| Data excerpts |
==================================================

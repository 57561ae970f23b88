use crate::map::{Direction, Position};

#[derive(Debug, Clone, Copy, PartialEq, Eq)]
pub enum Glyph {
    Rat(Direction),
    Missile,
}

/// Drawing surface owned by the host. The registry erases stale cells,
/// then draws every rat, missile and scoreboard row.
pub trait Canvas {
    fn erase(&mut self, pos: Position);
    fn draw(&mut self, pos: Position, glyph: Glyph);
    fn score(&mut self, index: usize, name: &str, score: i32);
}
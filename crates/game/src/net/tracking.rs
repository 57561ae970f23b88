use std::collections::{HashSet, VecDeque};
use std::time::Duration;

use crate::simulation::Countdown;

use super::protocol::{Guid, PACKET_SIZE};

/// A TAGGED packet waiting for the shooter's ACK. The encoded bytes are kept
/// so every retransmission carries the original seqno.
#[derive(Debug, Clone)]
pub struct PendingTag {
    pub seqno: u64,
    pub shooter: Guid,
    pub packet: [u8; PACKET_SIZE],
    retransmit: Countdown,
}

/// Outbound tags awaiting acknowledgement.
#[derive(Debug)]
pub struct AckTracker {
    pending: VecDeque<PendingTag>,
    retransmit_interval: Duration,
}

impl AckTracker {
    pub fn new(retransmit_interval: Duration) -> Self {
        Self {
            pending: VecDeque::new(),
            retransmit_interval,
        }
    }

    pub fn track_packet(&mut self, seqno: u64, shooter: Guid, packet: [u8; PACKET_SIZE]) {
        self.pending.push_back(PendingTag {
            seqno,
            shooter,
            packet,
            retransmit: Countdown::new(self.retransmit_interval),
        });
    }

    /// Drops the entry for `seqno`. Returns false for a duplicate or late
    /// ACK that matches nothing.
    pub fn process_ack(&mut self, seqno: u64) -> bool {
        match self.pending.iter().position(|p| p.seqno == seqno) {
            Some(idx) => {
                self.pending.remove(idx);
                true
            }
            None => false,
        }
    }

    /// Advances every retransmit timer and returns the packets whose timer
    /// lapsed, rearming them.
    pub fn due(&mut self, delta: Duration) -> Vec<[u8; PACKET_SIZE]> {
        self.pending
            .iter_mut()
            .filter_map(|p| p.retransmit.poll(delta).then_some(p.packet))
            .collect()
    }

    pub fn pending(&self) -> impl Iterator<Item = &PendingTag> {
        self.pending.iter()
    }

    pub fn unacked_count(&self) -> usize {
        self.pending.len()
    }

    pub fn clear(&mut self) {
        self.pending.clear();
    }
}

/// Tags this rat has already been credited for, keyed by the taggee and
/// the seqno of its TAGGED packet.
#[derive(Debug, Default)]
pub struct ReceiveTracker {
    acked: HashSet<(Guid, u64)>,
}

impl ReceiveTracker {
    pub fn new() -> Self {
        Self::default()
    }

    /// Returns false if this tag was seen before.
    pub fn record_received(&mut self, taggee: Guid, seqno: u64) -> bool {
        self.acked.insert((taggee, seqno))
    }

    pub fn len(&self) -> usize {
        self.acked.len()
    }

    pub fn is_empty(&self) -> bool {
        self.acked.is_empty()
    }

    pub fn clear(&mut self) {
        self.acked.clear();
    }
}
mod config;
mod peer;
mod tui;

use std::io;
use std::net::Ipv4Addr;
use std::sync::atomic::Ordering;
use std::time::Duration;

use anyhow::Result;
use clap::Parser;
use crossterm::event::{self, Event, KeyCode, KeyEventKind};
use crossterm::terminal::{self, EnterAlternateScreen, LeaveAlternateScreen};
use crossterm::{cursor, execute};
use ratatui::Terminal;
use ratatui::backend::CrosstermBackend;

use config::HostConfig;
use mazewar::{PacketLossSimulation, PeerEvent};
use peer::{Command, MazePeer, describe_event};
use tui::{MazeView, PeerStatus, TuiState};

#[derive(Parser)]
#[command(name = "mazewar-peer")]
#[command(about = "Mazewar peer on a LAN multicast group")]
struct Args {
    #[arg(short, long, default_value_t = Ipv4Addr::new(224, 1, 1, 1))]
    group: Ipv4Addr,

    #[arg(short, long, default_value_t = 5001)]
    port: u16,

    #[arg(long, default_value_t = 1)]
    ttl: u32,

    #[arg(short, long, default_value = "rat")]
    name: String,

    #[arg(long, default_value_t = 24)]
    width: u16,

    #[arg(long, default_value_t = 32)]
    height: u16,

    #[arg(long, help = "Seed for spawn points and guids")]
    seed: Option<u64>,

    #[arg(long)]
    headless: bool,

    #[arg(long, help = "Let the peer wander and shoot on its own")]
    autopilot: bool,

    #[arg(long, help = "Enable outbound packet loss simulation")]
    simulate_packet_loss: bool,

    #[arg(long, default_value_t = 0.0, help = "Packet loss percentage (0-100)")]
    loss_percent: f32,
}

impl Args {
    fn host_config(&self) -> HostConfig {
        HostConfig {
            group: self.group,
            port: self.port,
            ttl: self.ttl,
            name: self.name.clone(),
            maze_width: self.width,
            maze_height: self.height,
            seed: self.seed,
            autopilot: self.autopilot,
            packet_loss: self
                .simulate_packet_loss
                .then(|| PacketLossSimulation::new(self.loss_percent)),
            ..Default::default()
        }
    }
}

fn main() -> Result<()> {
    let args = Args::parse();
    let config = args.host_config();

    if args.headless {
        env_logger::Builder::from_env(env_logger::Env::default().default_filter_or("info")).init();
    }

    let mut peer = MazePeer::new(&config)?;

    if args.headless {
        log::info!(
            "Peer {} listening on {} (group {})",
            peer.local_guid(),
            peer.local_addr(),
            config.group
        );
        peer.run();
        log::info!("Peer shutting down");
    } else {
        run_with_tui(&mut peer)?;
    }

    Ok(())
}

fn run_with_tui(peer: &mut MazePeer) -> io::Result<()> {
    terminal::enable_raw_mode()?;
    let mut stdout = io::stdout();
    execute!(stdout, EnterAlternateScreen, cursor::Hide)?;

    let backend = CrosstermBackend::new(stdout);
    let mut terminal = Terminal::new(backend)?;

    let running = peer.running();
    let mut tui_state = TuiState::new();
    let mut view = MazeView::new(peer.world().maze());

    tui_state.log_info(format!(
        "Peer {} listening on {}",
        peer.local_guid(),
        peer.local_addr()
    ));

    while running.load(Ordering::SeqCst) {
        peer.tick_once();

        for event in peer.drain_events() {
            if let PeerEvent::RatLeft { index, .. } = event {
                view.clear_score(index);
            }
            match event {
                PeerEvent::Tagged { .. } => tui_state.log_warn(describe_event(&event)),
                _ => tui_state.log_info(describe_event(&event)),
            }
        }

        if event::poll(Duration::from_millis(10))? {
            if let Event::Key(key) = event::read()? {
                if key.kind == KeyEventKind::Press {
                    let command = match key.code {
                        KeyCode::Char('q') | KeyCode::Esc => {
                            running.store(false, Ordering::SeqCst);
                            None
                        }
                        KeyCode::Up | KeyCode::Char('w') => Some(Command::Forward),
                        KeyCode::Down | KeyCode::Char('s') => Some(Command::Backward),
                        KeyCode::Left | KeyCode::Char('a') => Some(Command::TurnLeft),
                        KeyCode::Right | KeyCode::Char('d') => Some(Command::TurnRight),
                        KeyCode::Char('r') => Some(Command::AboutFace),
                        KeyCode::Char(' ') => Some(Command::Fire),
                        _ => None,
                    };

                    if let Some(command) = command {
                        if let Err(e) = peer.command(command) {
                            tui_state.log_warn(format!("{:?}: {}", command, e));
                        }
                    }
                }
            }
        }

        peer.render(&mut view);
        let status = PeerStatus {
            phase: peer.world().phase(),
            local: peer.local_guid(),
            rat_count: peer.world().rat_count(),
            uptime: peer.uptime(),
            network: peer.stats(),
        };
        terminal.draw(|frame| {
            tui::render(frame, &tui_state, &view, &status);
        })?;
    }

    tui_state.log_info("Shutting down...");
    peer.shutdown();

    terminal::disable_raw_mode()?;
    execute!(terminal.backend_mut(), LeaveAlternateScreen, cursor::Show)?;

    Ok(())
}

==================================================

| Problem description |
Everything from the first line above through the line that contains "fn erase(&mut self, pos: Position);" should be duplicated exactly, please, and nothing beyond it.

| Exercise output |
repository 57561ae970f23b88
use crate::map::{Direction, Position};

#[derive(Debug, Clone, Copy, PartialEq, Eq)]
pub enum Glyph {
    Rat(Direction),
    Missile,
}

/// Drawing surface owned by the host. The registry erases stale cells,
/// then draws every rat, missile and scoreboard row.
pub trait Canvas {
    fn erase(&mut self, pos: Position);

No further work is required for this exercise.